GIVEN INFORMATION below:

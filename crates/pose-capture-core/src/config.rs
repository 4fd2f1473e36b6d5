use config::{Config, ConfigError, Environment, File as ConfigFile};
use serde::{Deserialize, Serialize};
use std::collections::HashSet;
use std::path::PathBuf;
use std::time::Duration;

use crate::error::Error;
use crate::indexer::SampleNaming;
use crate::landmarks::LandmarkSchema;
use crate::writer::ImageVariant;

/// Digit keys `1`..`9` select poses.
pub const MAX_POSES: usize = 9;
/// Function keys `F1`..`F12` select persons.
pub const MAX_PERSONS: u32 = 12;

/// How a held or pressed capture key turns into writes.
#[derive(Debug, Clone, Copy, PartialEq, Eq, Serialize, Deserialize)]
#[serde(rename_all = "snake_case")]
pub enum CaptureMode {
    /// One sample per key press.
    Manual,
    /// Stream samples while the key is held down.
    Hold,
    /// Key press toggles a paced burst that runs until the quota is reached.
    Burst,
}

/// Filename convention for samples inside a slot folder.
#[derive(Debug, Clone, Copy, PartialEq, Eq, Serialize, Deserialize)]
#[serde(rename_all = "snake_case")]
pub enum FileNaming {
    /// `<pose>_<index:03>.jpg`
    Prefixed,
    /// `<index:03>.jpg`
    Bare,
}

impl FileNaming {
    /// Naming of the sample files inside the folders of `pose`.
    pub fn naming_for(self, pose: &str) -> SampleNaming {
        match self {
            FileNaming::Prefixed => SampleNaming::Prefixed(pose.to_string()),
            FileNaming::Bare => SampleNaming::Bare,
        }
    }
}

#[derive(Debug, Clone, Serialize, Deserialize)]
#[serde(default)]
pub struct CameraConfig {
    pub device_index: usize,
    pub width: u32,
    pub height: u32,
    /// Replay images from this folder instead of opening a device.
    pub replay_dir: Option<PathBuf>,
}

impl Default for CameraConfig {
    fn default() -> Self {
        Self {
            device_index: 0,
            width: 640,
            height: 480,
            replay_dir: None,
        }
    }
}

#[derive(Debug, Clone, Default, Serialize, Deserialize)]
#[serde(default)]
pub struct DetectorConfig {
    /// Program and arguments of an external landmark detector.
    pub command: Option<Vec<String>>,
}

#[derive(Debug, Clone, Serialize, Deserialize)]
#[serde(default)]
pub struct AppConfig {
    pub dataset_root: PathBuf,
    pub poses: Vec<String>,
    pub max_samples: u32,
    /// 0 disables the person dimension.
    pub max_persons: u32,
    pub person_prefix: String,
    pub capture_delay_ms: u64,
    pub capture_mode: CaptureMode,
    pub file_naming: FileNaming,
    pub image_variant: ImageVariant,
    pub landmark_schema: LandmarkSchema,
    pub jpeg_quality: u8,
    pub camera: CameraConfig,
    pub detector: DetectorConfig,
}

impl Default for AppConfig {
    fn default() -> Self {
        Self {
            dataset_root: PathBuf::from("dataset"),
            poses: (1..=6).map(|n| format!("pose{}", n)).collect(),
            max_samples: 300,
            max_persons: 0,
            person_prefix: "person".to_string(),
            capture_delay_ms: 150,
            capture_mode: CaptureMode::Manual,
            file_naming: FileNaming::Prefixed,
            image_variant: ImageVariant::Raw,
            landmark_schema: LandmarkSchema::Holistic,
            jpeg_quality: 90,
            camera: CameraConfig::default(),
            detector: DetectorConfig::default(),
        }
    }
}

impl AppConfig {
    pub fn capture_delay(&self) -> Duration {
        Duration::from_millis(self.capture_delay_ms)
    }

    /// Folder name for a 1-based person id.
    pub fn person_name(&self, person: u32) -> String {
        format!("{}{}", self.person_prefix, person)
    }

    pub fn validate(&self) -> Result<(), Error> {
        if self.poses.is_empty() {
            return Err(Error::InvalidConfig("at least one pose is required".into()));
        }
        if self.poses.len() > MAX_POSES {
            return Err(Error::InvalidConfig(format!(
                "{} poses configured, at most {} can be bound to digit keys",
                self.poses.len(),
                MAX_POSES
            )));
        }

        let mut seen = HashSet::new();
        for pose in &self.poses {
            if !is_safe_folder_name(pose) {
                return Err(Error::InvalidConfig(format!(
                    "pose name '{}' is not usable as a folder name",
                    pose
                )));
            }
            if !seen.insert(pose.as_str()) {
                return Err(Error::InvalidConfig(format!("duplicate pose name '{}'", pose)));
            }
        }

        if self.max_persons > 0 && !is_safe_folder_name(&self.person_name(1)) {
            return Err(Error::InvalidConfig(format!(
                "person prefix '{}' is not usable as a folder name",
                self.person_prefix
            )));
        }
        if self.max_samples == 0 {
            return Err(Error::InvalidConfig("max_samples must be at least 1".into()));
        }
        if self.max_persons > MAX_PERSONS {
            return Err(Error::InvalidConfig(format!(
                "{} persons configured, at most {} can be bound to function keys",
                self.max_persons, MAX_PERSONS
            )));
        }
        if !(1..=100).contains(&self.jpeg_quality) {
            return Err(Error::InvalidConfig(format!(
                "jpeg_quality {} is outside 1..=100",
                self.jpeg_quality
            )));
        }
        Ok(())
    }
}

fn is_safe_folder_name(name: &str) -> bool {
    !name.is_empty()
        && !name.starts_with('.')
        && !name.contains(['/', '\\'])
        && !name.chars().any(char::is_control)
}

/// Load `Config.toml` (optional) overlaid with `POSE_CAPTURE__*` environment variables.
pub fn load_configuration() -> Result<AppConfig, ConfigError> {
    let builder = Config::builder()
        .add_source(ConfigFile::with_name("Config").required(false))
        .add_source(
            Environment::with_prefix("POSE_CAPTURE")
                .separator("__")
                .list_separator(",")
                .with_list_parse_key("poses")
                .try_parsing(true),
        )
        .build()?;
    builder.try_deserialize::<AppConfig>()
}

End of GIVEN INFORMATION.

> **TASK STATEMENT**: Repeat the material above in full, exactly as it stands.

> **WRITTEN RESPONSE**:
filename crates/pose-capture-core/src/config.rs
repository 4fd2f1473e36b6d5
use config::{Config, ConfigError, Environment, File as ConfigFile};
use serde::{Deserialize, Serialize};
use std::collections::HashSet;
use std::path::PathBuf;
use std::time::Duration;

use crate::error::Error;
use crate::indexer::SampleNaming;
use crate::landmarks::LandmarkSchema;
use crate::writer::ImageVariant;

/// Digit keys `1`..`9` select poses.
pub const MAX_POSES: usize = 9;
/// Function keys `F1`..`F12` select persons.
pub const MAX_PERSONS: u32 = 12;

/// How a held or pressed capture key turns into writes.
#[derive(Debug, Clone, Copy, PartialEq, Eq, Serialize, Deserialize)]
#[serde(rename_all = "snake_case")]
pub enum CaptureMode {
    /// One sample per key press.
    Manual,
    /// Stream samples while the key is held down.
    Hold,
    /// Key press toggles a paced burst that runs until the quota is reached.
    Burst,
}

/// Filename convention for samples inside a slot folder.
#[derive(Debug, Clone, Copy, PartialEq, Eq, Serialize, Deserialize)]
#[serde(rename_all = "snake_case")]
pub enum FileNaming {
    /// `<pose>_<index:03>.jpg`
    Prefixed,
    /// `<index:03>.jpg`
    Bare,
}

impl FileNaming {
    /// Naming of the sample files inside the folders of `pose`.
    pub fn naming_for(self, pose: &str) -> SampleNaming {
        match self {
            FileNaming::Prefixed => SampleNaming::Prefixed(pose.to_string()),
            FileNaming::Bare => SampleNaming::Bare,
        }
    }
}

#[derive(Debug, Clone, Serialize, Deserialize)]
#[serde(default)]
pub struct CameraConfig {
    pub device_index: usize,
    pub width: u32,
    pub height: u32,
    /// Replay images from this folder instead of opening a device.
    pub replay_dir: Option<PathBuf>,
}

impl Default for CameraConfig {
    fn default() -> Self {
        Self {
            device_index: 0,
            width: 640,
            height: 480,
            replay_dir: None,
        }
    }
}

#[derive(Debug, Clone, Default, Serialize, Deserialize)]
#[serde(default)]
pub struct DetectorConfig {
    /// Program and arguments of an external landmark detector.
    pub command: Option<Vec<String>>,
}

#[derive(Debug, Clone, Serialize, Deserialize)]
#[serde(default)]
pub struct AppConfig {
    pub dataset_root: PathBuf,
    pub poses: Vec<String>,
    pub max_samples: u32,
    /// 0 disables the person dimension.
    pub max_persons: u32,
    pub person_prefix: String,
    pub capture_delay_ms: u64,
    pub capture_mode: CaptureMode,
    pub file_naming: FileNaming,
    pub image_variant: ImageVariant,
    pub landmark_schema: LandmarkSchema,
    pub jpeg_quality: u8,
    pub camera: CameraConfig,
    pub detector: DetectorConfig,
}

impl Default for AppConfig {
    fn default() -> Self {
        Self {
            dataset_root: PathBuf::from("dataset"),
            poses: (1..=6).map(|n| format!("pose{}", n)).collect(),
            max_samples: 300,
            max_persons: 0,
            person_prefix: "person".to_string(),
            capture_delay_ms: 150,
            capture_mode: CaptureMode::Manual,
            file_naming: FileNaming::Prefixed,
            image_variant: ImageVariant::Raw,
            landmark_schema: LandmarkSchema::Holistic,
            jpeg_quality: 90,
            camera: CameraConfig::default(),
            detector: DetectorConfig::default(),
        }
    }
}

impl AppConfig {
    pub fn capture_delay(&self) -> Duration {
        Duration::from_millis(self.capture_delay_ms)
    }

    /// Folder name for a 1-based person id.
    pub fn person_name(&self, person: u32) -> String {
        format!("{}{}", self.person_prefix, person)
    }

    pub fn validate(&self) -> Result<(), Error> {
        if self.poses.is_empty() {
            return Err(Error::InvalidConfig("at least one pose is required".into()));
        }
        if self.poses.len() > MAX_POSES {
            return Err(Error::InvalidConfig(format!(
                "{} poses configured, at most {} can be bound to digit keys",
                self.poses.len(),
                MAX_POSES
            )));
        }

        let mut seen = HashSet::new();
        for pose in &self.poses {
            if !is_safe_folder_name(pose) {
                return Err(Error::InvalidConfig(format!(
                    "pose name '{}' is not usable as a folder name",
                    pose
                )));
            }
            if !seen.insert(pose.as_str()) {
                return Err(Error::InvalidConfig(format!("duplicate pose name '{}'", pose)));
            }
        }

        if self.max_persons > 0 && !is_safe_folder_name(&self.person_name(1)) {
            return Err(Error::InvalidConfig(format!(
                "person prefix '{}' is not usable as a folder name",
                self.person_prefix
            )));
        }
        if self.max_samples == 0 {
            return Err(Error::InvalidConfig("max_samples must be at least 1".into()));
        }
        if self.max_persons > MAX_PERSONS {
            return Err(Error::InvalidConfig(format!(
                "{} persons configured, at most {} can be bound to function keys",
                self.max_persons, MAX_PERSONS
            )));
        }
        if !(1..=100).contains(&self.jpeg_quality) {
            return Err(Error::InvalidConfig(format!(
                "jpeg_quality {} is outside 1..=100",
                self.jpeg_quality
            )));
        }
        Ok(())
    }
}

fn is_safe_folder_name(name: &str) -> bool {
    !name.is_empty()
        && !name.starts_with('.')
        && !name.contains(['/', '\\'])
        && !name.chars().any(char::is_control)
}

/// Load `Config.toml` (optional) overlaid with `POSE_CAPTURE__*` environment variables.
pub fn load_configuration() -> Result<AppConfig, ConfigError> {
    let builder = Config::builder()
        .add_source(ConfigFile::with_name("Config").required(false))
        .add_source(
            Environment::with_prefix("POSE_CAPTURE")
                .separator("__")
                .list_separator(",")
                .with_list_parse_key("poses")
                .try_parsing(true),
        )
        .build()?;
    builder.try_deserialize::<AppConfig>()
}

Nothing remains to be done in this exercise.